Stacking firewood that was dried in the woods to the shed in the fall, providing walls for the winter, 
In the spring when the weather got better, the wood was used up and you had ventlation again for the hot months...

Firewood stacks were often seperated to prevent all your hard chopped/sawed wood from going up in smoke in the event of a grass fire or spontaneous combustion.
Spontaneous combustion is still a concern if the wood is very green/wet when piled up,
I've never heard of split/stacked wood going up on its own.

You will get more BTUs from dry wood, the heat won't be wasted drying moisture out of the wood if its dry to start with.


----------



## Fishindude (May 19, 2015)

I don't buy the notion that stacked firewood dries any better than heaped. Maybe when stacked outdoors in the weather it's a little more protected, but firewood should be stacked under protection anyway if you want it to dry out good in a timely fashion. In either case their are gaps and open voids that allow some airflow, and probably more open space in a heaped pile.

Also don't buy the notion that stacked holds less vermin than heaped. Mice and chipmunks are going to take up residence in a wood pile regardless based on my experience of storing both ways. Don't find my heaped pile any more dangerous regarding tip over, than a stacked pile either.

In my view, neatly stacking your firewood is just one of those "feel good" things some folks do because they like the way it looks, or something you do when you have limited storage space. From what I've seen, the folks that really burn a lot of wood could not much care about the neatness of their pile, so long as it's kept dry somewhere. Stacking just adds another step of work to a process that has plenty of work in it to start with.


----------



## 7thswan (Nov 18, 2008)

Last year for the first time I had a pile of wood for my cookstove, pile instead of stacked. It was a pain. No matter what snow got blown under the tarp and I had to smack each hunk of split with another to get it out to make an arm full to bring into the house. We stack our wood for the heat against the pole barn and cover the top. Don't have to smack those.


----------



## where I want to (Oct 28, 2008)

Frankly because it would be way, way too easy to not stack. So the little voice in my head says "sta-a-a-ack". 

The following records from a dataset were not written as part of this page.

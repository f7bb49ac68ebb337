//! Progress indicators shared by the commands.

use indicatif::{ProgressBar, ProgressStyle};
use std::time::Duration;

/// Spinner for indeterminate work (enumeration, single calls).
pub fn create_spinner(message: &str) -> ProgressBar {
    let spinner = ProgressBar::new_spinner();
    let style = ProgressStyle::default_spinner()
        .tick_chars("⠋⠙⠹⠸⠼⠴⠦⠧⠇⠏")
        .template("{spinner:.cyan} {msg}")
        .unwrap_or_else(|_| ProgressStyle::default_spinner());
    spinner.set_style(style);
    spinner.set_message(message.to_string());
    spinner.enable_steady_tick(Duration::from_millis(80));
    spinner
}

/// Bar for per-identity bulk runs.
pub fn create_progress_bar(total: u64, message: &str) -> ProgressBar {
    let bar = ProgressBar::new(total);
    let style = ProgressStyle::default_bar()
        .template("{spinner:.cyan} {msg} [{bar:40.cyan/blue}] {pos}/{len} ({percent}%)")
        .unwrap_or_else(|_| ProgressStyle::default_bar())
        .progress_chars("█▓▒░ ");
    bar.set_style(style);
    bar.set_message(message.to_string());
    bar
}

pub fn finish_spinner_success(spinner: &ProgressBar, message: &str) {
    spinner.set_style(
        ProgressStyle::default_spinner()
            .template("{prefix:.green} {msg}")
            .unwrap_or_else(|_| ProgressStyle::default_spinner()),
    );
    spinner.set_prefix("✓");
    spinner.finish_with_message(message.to_string());
}

pub fn finish_spinner_error(spinner: &ProgressBar, message: &str) {
    spinner.set_style(
        ProgressStyle::default_spinner()
            .template("{prefix:.red} {msg}")
            .unwrap_or_else(|_| ProgressStyle::default_spinner()),
    );
    spinner.set_prefix("✗");
    spinner.finish_with_message(message.to_string());
}

#[cfg(test)]
mod tests {
    use super::*;

    #[test]
    fn spinner_lifecycle() {
        let spinner = create_spinner("Working...");
        assert!(!spinner.is_finished());
        finish_spinner_success(&spinner, "Done");
        assert!(spinner.is_finished());
    }

    #[test]
    fn bar_tracks_position() {
        let bar = create_progress_bar(10, "Processing");
        assert_eq!(bar.length(), Some(10));
        bar.inc(4);
        assert_eq!(bar.position(), 4);
        bar.finish();
    }
}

Two reason, although I'm not sure of their validity. One is that a random pile would have a large contact area with the ground and some woukd likely be molded, fungused or rotted into unusability as I have nowhere sheltered large enough for a pile. 
And two, a random pile might be unstable enough to come tumbling down on the head of a person rushing out in a furious storm to grab a few pieces. I have been the recipient of a poorly stacked (I did it) log collapse and it hurt.


----------



## osbmail (Mar 6, 2014)

Stack in firewood shed.I have done the holz housen round stack method before which does good but still need a tarp with rain we have had the last couple years.


----------



## NJ Rich (Dec 14, 2005)

Cabin Fever said:


> We split our firewood in the woods on the same day as we cut and block it. Then, on the same day, we throw it in the back of the pickup and deliver it to where we stack it.
> 
> We stack on pallets and cover the top of the stacks with a tarp. We like to keep snow and rain off of our split firewood. I can't imagine how we would cover a huge stack.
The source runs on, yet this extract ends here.